"In Masada shall not arguing for life, but for the right to decide our end."
1. Who was Eleazar ben Yair
- Character jew siglo I d.C., active during the Primera Guerra Judeo-Romana (66-73 d.C.).
- Was head of the assassins (Sicarii), the faction most radical of the movement zelota, and commander of the fortress of Masada since the start of the war (66) until its fall (traditionally 73 d.C.).
- It is remembered as the leader who, according to Josephus, he led the defenders to choose the death before slavery when Rome ended the siege.
In historical terms, Eleazar ben Yair is a figure liminal: very influential in the collective memory of jewish modernbut at the same time very elusive in the sourcesbecause virtually all that we know of him comes from a single author: Flavius Josephus.
2. Sources: what we really have on him
2.1. Flavius Josephus and The war of the jews
- The only literary source that describes Eleazar ben Yair and the facts of Masada is The war of the jews (books II and VII) of Flavius Josephus.
- Josephus was a commander jewish captured by the romans who then wrote, under sponsorship roman, the story of the war. This will involve:
- Privileged access to information, the roman military.

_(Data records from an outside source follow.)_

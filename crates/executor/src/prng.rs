//! Process-wide PRNG for sampling decisions.
//!
//! Only the DH-pool sampling gate draws from this stream. It does not need
//! to be cryptographic; it needs to be cheap and, for reproducibility,
//! reseedable from the fuzzer's deterministic byte source.

use std::sync::{Mutex, PoisonError};

use rand::{rngs::SmallRng, RngCore, SeedableRng};

static STATE: Mutex<Option<SmallRng>> = Mutex::new(None);

const DEFAULT_SEED: u64 = 0x5eed_1e55_ca5c_ade5;

/// Draw the next 32-bit value from the process stream.
pub fn next_u32() -> u32 {
  let mut guard = STATE.lock().unwrap_or_else(PoisonError::into_inner);
  guard.get_or_insert_with(|| SmallRng::seed_from_u64(DEFAULT_SEED)).next_u32()
}

/// Reseed the process stream, typically from the fuzzer input itself so a
/// crashing run replays byte-for-byte.
pub fn reseed(seed: u64) {
  let mut guard = STATE.lock().unwrap_or_else(PoisonError::into_inner);
  *guard = Some(SmallRng::seed_from_u64(seed));
}

/// Serializes tests that reseed or drain the process-wide stream; without
/// it, parallel test threads interleave draws and break sequence asserts.
#[cfg(test)]
pub(crate) fn test_lock() -> std::sync::MutexGuard<'static, ()> {
  static LOCK: Mutex<()> = Mutex::new(());
  LOCK.lock().unwrap_or_else(PoisonError::into_inner)
}

#[cfg(test)]
mod tests {
  use super::*;

  #[test]
  fn reseeding_makes_the_stream_reproducible() {
    let _guard = test_lock();

    reseed(42);
    let first: Vec<u32> = (0..8).map(|_| next_u32()).collect();
    reseed(42);
    let second: Vec<u32> = (0..8).map(|_| next_u32()).collect();
    assert_eq!(first, second);
  }

  #[test]
  fn stream_advances() {
    let _guard = test_lock();

    reseed(7);
    let a = next_u32();
    let b = next_u32();
    // A stuck stream would defeat the sampling gate.
    assert!(a != b || next_u32() != b);
  }
}
//! Elliptic-curve operations: key handling, ECDSA, ECDH, ECIES.

use alloc::string::{String, ToString};

use datasource::{Datasource, OutOfData};
use serde_json::{json, Value};

use super::{modifier_accessors, Operation};
use crate::{
  ids::{CipherKind, CurveKind},
  primitive::{Bignum, Buffer, Modifier},
  results::{EccPoint, EcdsaSignature},
};

/// Compute the public key for a private scalar.
#[derive(Clone, Debug, PartialEq, Eq)]
pub struct EccPrivateToPublic {
  pub modifier: Modifier,
  pub curve_type: CurveKind,
  pub private: Bignum,
}

impl Operation for EccPrivateToPublic {
  const NAME: &'static str = "ECC_PrivateToPublic";
  const MAX_OPERATIONS: usize = 5;

  fn read(ds: &mut Datasource<'_>, modifier: Modifier) -> Result<Self, OutOfData> {
    Ok(Self {
      modifier,
      curve_type: CurveKind::from_id(ds.get_u64()?),
      private: Bignum::read(ds)?,
    })
  }

  modifier_accessors!();

  fn algorithm(&self) -> String {
    self.curve_type.to_string()
  }

  fn to_json(&self) -> Value {
    json!({
      "curve": self.curve_type.to_string(),
      "priv": self.private.to_trimmed_string(),
    })
  }
}

/// Check whether a point is a valid public key on the curve.
#[derive(Clone, Debug, PartialEq, Eq)]
pub struct EccValidatePubkey {
  pub modifier: Modifier,
  pub curve_type: CurveKind,
  pub public: EccPoint,
}

impl Operation for EccValidatePubkey {
  const NAME: &'static str = "ECC_ValidatePubkey";
  const MAX_OPERATIONS: usize = 5;

  fn read(ds: &mut Datasource<'_>, modifier: Modifier) -> Result<Self, OutOfData> {
    Ok(Self {
      modifier,
      curve_type: CurveKind::from_id(ds.get_u64()?),
      public: EccPoint::read(ds)?,
    })
  }

  modifier_accessors!();

  fn algorithm(&self) -> String {
    self.curve_type.to_string()
  }

  fn to_json(&self) -> Value {
    json!({
      "curve": self.curve_type.to_string(),
      "pub": crate::results::OpOutput::to_json(&self.public),
    })
  }
}

/// Generate a fresh keypair. Nondeterministic by construction.
#[derive(Clone, Debug, PartialEq, Eq)]
pub struct EccGenerateKeyPair {
  pub modifier: Modifier,
  pub curve_type: CurveKind,
}

impl Operation for EccGenerateKeyPair {
  const NAME: &'static str = "ECC_GenerateKeyPair";
  const MAX_OPERATIONS: usize = 5;

  fn read(ds: &mut Datasource<'_>, modifier: Modifier) -> Result<Self, OutOfData> {
    Ok(Self {
      modifier,
      curve_type: CurveKind::from_id(ds.get_u64()?),
    })
  }

  modifier_accessors!();

  fn algorithm(&self) -> String {
    self.curve_type.to_string()
  }

  fn to_json(&self) -> Value {
    json!({ "curve": self.curve_type.to_string() })
  }
}

/// ECDSA signing.
#[derive(Clone, Debug, PartialEq, Eq)]
pub struct EcdsaSign {
  pub modifier: Modifier,
  pub curve_type: CurveKind,
  pub private: Bignum,
  pub nonce: Bignum,
  pub cleartext: Buffer,
  /// 0 = random nonce, 1 = RFC 6979, 2 = the `nonce` field.
  pub nonce_source: u8,
  pub digest_type: crate::ids::DigestKind,
}

impl EcdsaSign {
  /// Whether the backend is asked to draw a random nonce, which makes the
  /// signature nondeterministic on non-Edwards curves.
  #[inline]
  #[must_use]
  pub const fn use_random_nonce(&self) -> bool {
    self.nonce_source == 0
  }
}

impl Operation for EcdsaSign {
  const NAME: &'static str = "ECDSA_Sign";
  const MAX_OPERATIONS: usize = 5;

  fn read(ds: &mut Datasource<'_>, modifier: Modifier) -> Result<Self, OutOfData> {
    Ok(Self {
      modifier,
      curve_type: CurveKind::from_id(ds.get_u64()?),
      private: Bignum::read(ds)?,
      nonce: Bignum::read(ds)?,
      cleartext: Buffer::read(ds)?,
      nonce_source: ds.get_u8()? % 3,
      digest_type: crate::ids::DigestKind::from_id(ds.get_u64()?),
    })
  }

  modifier_accessors!();

  fn algorithm(&self) -> String {
    self.curve_type.to_string()
  }

  fn to_json(&self) -> Value {
    json!({
      "curve": self.curve_type.to_string(),
      "priv": self.private.to_trimmed_string(),
      "nonce": self.nonce.to_trimmed_string(),
      "nonceSource": self.nonce_source,
      "cleartext": self.cleartext.to_hex(),
      "digest": self.digest_type.to_string(),
    })
  }
}

/// ECDSA verification.
#[derive(Clone, Debug, PartialEq, Eq)]
pub struct EcdsaVerify {
  pub modifier: Modifier,
  pub curve_type: CurveKind,
  pub cleartext: Buffer,
  pub digest_type: crate::ids::DigestKind,
  pub signature: EcdsaSignature,
}

impl Operation for EcdsaVerify {
  const NAME: &'static str = "ECDSA_Verify";
  const MAX_OPERATIONS: usize = 5;

  fn read(ds: &mut Datasource<'_>, modifier: Modifier) -> Result<Self, OutOfData> {
    Ok(Self {
      modifier,
      curve_type: CurveKind::from_id(ds.get_u64()?),
      cleartext: Buffer::read(ds)?,
      digest_type: crate::ids::DigestKind::from_id(ds.get_u64()?),
      signature: EcdsaSignature::read(ds)?,
    })
  }

  modifier_accessors!();

  fn algorithm(&self) -> String {
    self.curve_type.to_string()
  }

  fn to_json(&self) -> Value {
    json!({
      "curve": self.curve_type.to_string(),
      "cleartext": self.cleartext.to_hex(),
      "digest": self.digest_type.to_string(),
      "signature": crate::results::OpOutput::to_json(&self.signature),
    })
  }
}

/// ECDH shared-secret derivation over two public keys.
#[derive(Clone, Debug, PartialEq, Eq)]
pub struct EcdhDerive {
  pub modifier: Modifier,
  pub curve_type: CurveKind,
  pub pub1: EccPoint,
  pub pub2: EccPoint,
}

impl EcdhDerive {
  /// Build a derive operation from two known-good public keys, as the
  /// synthesis path does.
  #[must_use]
  pub const fn synthesized(modifier: Modifier, curve_type: CurveKind, pub1: EccPoint, pub2: EccPoint) -> Self {
    Self {
      modifier,
      curve_type,
      pub1,
      pub2,
    }
  }
}

impl Operation for EcdhDerive {
  const NAME: &'static str = "ECDH_Derive";
  const MAX_OPERATIONS: usize = 5;

  fn read(ds: &mut Datasource<'_>, modifier: Modifier) -> Result<Self, OutOfData> {
    Ok(Self {
      modifier,
      curve_type: CurveKind::from_id(ds.get_u64()?),
      pub1: EccPoint::read(ds)?,
      pub2: EccPoint::read(ds)?,
    })
  }

  modifier_accessors!();

  fn algorithm(&self) -> String {
    self.curve_type.to_string()
  }

  fn to_json(&self) -> Value {
    json!({
      "curve": self.curve_type.to_string(),
      "pub1": crate::results::OpOutput::to_json(&self.pub1),
      "pub2": crate::results::OpOutput::to_json(&self.pub2),
    })
  }
}

macro_rules! ecies_variant {
  ($(#[$meta:meta])* $ty:ident, $name:literal, $payload:ident, $payload_key:literal) => {
    $(#[$meta])*
    #[derive(Clone, Debug, PartialEq, Eq)]
    pub struct $ty {
      pub modifier: Modifier,
      pub curve_type: CurveKind,
      pub $payload: Buffer,
      pub cipher_type: CipherKind,
      pub private: Bignum,
      pub public: EccPoint,
      pub iv: Option<Buffer>,
    }

    impl Operation for $ty {
      const NAME: &'static str = $name;
      const MAX_OPERATIONS: usize = 5;

      fn read(ds: &mut Datasource<'_>, modifier: Modifier) -> Result<Self, OutOfData> {
        Ok(Self {
          modifier,
          curve_type: CurveKind::from_id(ds.get_u64()?),
          $payload: Buffer::read(ds)?,
          cipher_type: CipherKind::from_id(ds.get_u64()?),
          private: Bignum::read(ds)?,
          public: EccPoint::read(ds)?,
          iv: if ds.get_bool()? { Some(Buffer::read(ds)?) } else { None },
        })
      }

      modifier_accessors!();

      fn algorithm(&self) -> String {
        self.curve_type.to_string()
      }

      fn to_json(&self) -> Value {
        json!({
          "curve": self.curve_type.to_string(),
          $payload_key: self.$payload.to_hex(),
          "cipher": self.cipher_type.to_string(),
          "priv": self.private.to_trimmed_string(),
          "pub": crate::results::OpOutput::to_json(&self.public),
          "iv": self.iv.as_ref().map(Buffer::to_hex),
        })
      }
    }
  };
}

ecies_variant! {
  /// ECIES encryption.
  EciesEncrypt, "ECIES_Encrypt", cleartext, "cleartext"
}
ecies_variant! {
  /// ECIES decryption.
  EciesDecrypt, "ECIES_Decrypt", ciphertext, "ciphertext"
}
//! Typed operations: one struct per primitive the engine can dispatch.
//!
//! Every operation is built from the byte stream by a deterministic
//! constructor (`read`), carries an opaque [`Modifier`], and projects itself
//! for diagnostics (`render`) and the JSON result log (`to_json`). The
//! per-variant `MAX_OPERATIONS` constant bounds how many instances a single
//! fuzzer invocation may dispatch, which is the engine's timeout guard.

use alloc::{format, string::String};
use core::fmt::Debug;

use datasource::{Datasource, OutOfData};
use serde_json::Value;

use crate::primitive::Modifier;

mod bignum;
mod bls;
mod cipher;
mod dh;
mod ecc;
mod kdf;
mod mac;
mod misc;

pub use bignum::BignumCalc;
pub use bls::{
  BlsCompressG1, BlsCompressG2, BlsDecompressG1, BlsDecompressG2, BlsGenerateKeyPair, BlsHashToG1, BlsHashToG2,
  BlsIsG1OnCurve, BlsIsG2OnCurve, BlsPairing, BlsPrivateToPublic, BlsSign, BlsVerify,
};
pub use cipher::{SymmetricDecrypt, SymmetricEncrypt};
pub use dh::{DhDerive, DhGenerateKeyPair};
pub use ecc::{
  EccGenerateKeyPair, EccPrivateToPublic, EccValidatePubkey, EcdhDerive, EcdsaSign, EcdsaVerify, EciesDecrypt,
  EciesEncrypt,
};
pub use kdf::{
  KdfArgon2, KdfBcrypt, KdfHkdf, KdfMechanism, KdfPbkdf, KdfPbkdf1, KdfPbkdf2, KdfScrypt, KdfSp800_108, KdfSsh,
  KdfTls1Prf, KdfX963,
};
pub use mac::{Cmac, Digest, Hmac};
pub use misc::{Misc, Sr25519Verify};

/// Cap on requested output-buffer sizes (ciphertext, derived keys).
pub(crate) const MAX_OUTPUT_SIZE: u64 = 1 << 20;

/// Cap on derived-key sizes for KDF operations.
pub(crate) const MAX_KEY_SIZE: u64 = 1024;

/// Cap on KDF iteration counts.
pub(crate) const MAX_ITERATIONS: u64 = 1 << 20;

/// Expands to the two modifier accessors every operation implements the
/// same way. Introduced once the field-for-field repetition across the KDF,
/// curve, and BLS variants got out of hand.
macro_rules! modifier_accessors {
  () => {
    fn modifier(&self) -> &Modifier {
      &self.modifier
    }

    fn modifier_mut(&mut self) -> &mut Modifier {
      &mut self.modifier
    }
  };
}
pub(crate) use modifier_accessors;

/// A typed operation the engine can derive, dispatch, and compare.
pub trait Operation: Sized + Clone + Debug {
  /// Variant tag, e.g. `"Digest"`.
  const NAME: &'static str;

  /// Per-invocation repetition cap (timeout guard).
  const MAX_OPERATIONS: usize;

  /// Build one operation from a deterministic prefix of the byte stream.
  fn read(ds: &mut Datasource<'_>, modifier: Modifier) -> Result<Self, OutOfData>;

  /// The nondeterminism seed.
  fn modifier(&self) -> &Modifier;

  /// Mutable access for the engine's adjacent-dispatch perturbation.
  fn modifier_mut(&mut self) -> &mut Modifier;

  /// The primary algorithm string, e.g. `"SHA-256"`.
  fn algorithm(&self) -> String;

  /// JSON projection for the append-only result log.
  fn to_json(&self) -> Value;

  /// Human-readable rendering for diagnostics.
  fn render(&self) -> String {
    format!("operation name: {}\n{:#}", Self::NAME, self.to_json())
  }
}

- But also political biases- to justify the Empire and, in part, to discredit the groups to more radical jews (among them the assassins).
2.2. Archaeological evidence
The excavations at Masada (Yigael Yadin, 60 years) found:
- Remnants of the fortress herodiana, homes, warehouses, synagogue and mikva'ot.
- Evidence of fire generalized at the end of the siege.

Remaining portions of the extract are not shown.